I’d then use join() on the resulting HTML to create a string I could stuff into the innerHTML of a container element. Jquery does not seem to have a collect() function so I used the following implementation from
http://snippets.dzone.com/posts/show/11483

1
2
3
4
5
6
7
8
9
// function replacement for protoype collect function
// http://snippets.dzone.com/posts/show/11483
$.collect = function(c, f) {
var a = [];
$.each(c, function(k, v) {
a.push(f(k, v));
});
return a;
};

The arguments are reversed compared to the prototype equivalent but I like this ordering better.

There’s not a great deal of difference when making AJAX requests between Prototype and jQuery as the following shows; although the ability of jQuery to automatically process JSON and pass an object rather than a string back to the callback did make the code marginally more concise:

1
2
3
4
5
6
7
8
9
10
11
new Ajax.Request(
"mproducts_helper.php?REQ_TASK=listAll&REQ_UNITS="+units,
{
method: "get",
onSuccess: function(transport) {
var response = transport.responseText;
var jsonObj = eval("("+response+")");
parseAllProductItems(jsonObj);
}
}
);

compared to:

1
2
3
4
5
$.ajax({
url: "mproducts_helper.php?REQ_TASK=listAll&REQ_UNITS="+units,
dataType: 'json',
success: parseAllProductItems
});

I could have used $.get() and $.post() to make the jQuery versions a litle bit more concise but didn’t bother in this case.

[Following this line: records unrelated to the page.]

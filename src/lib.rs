pub mod app;
pub mod config;
pub mod edit_mode;
pub mod keymap;
pub mod storage;
pub mod task;
pub mod task_store;
pub mod terminal;
pub mod ui;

There were also a number of cases where code like this:

1
$('pageUnits').value;

got re-written as below. The only advantage in doing things the jQuery way in this case is that the code would still work no matter what HTML form widget is used.

1
$('#pageUnits').val();

There’s a lot more I could do to improve the current code. I didn’t make use of any jQuery plugins. For example I could have used Jeditable to replace some home-grown edit-in-place code but that can wait until I start re-working the user interface as I intend to make some significant changes.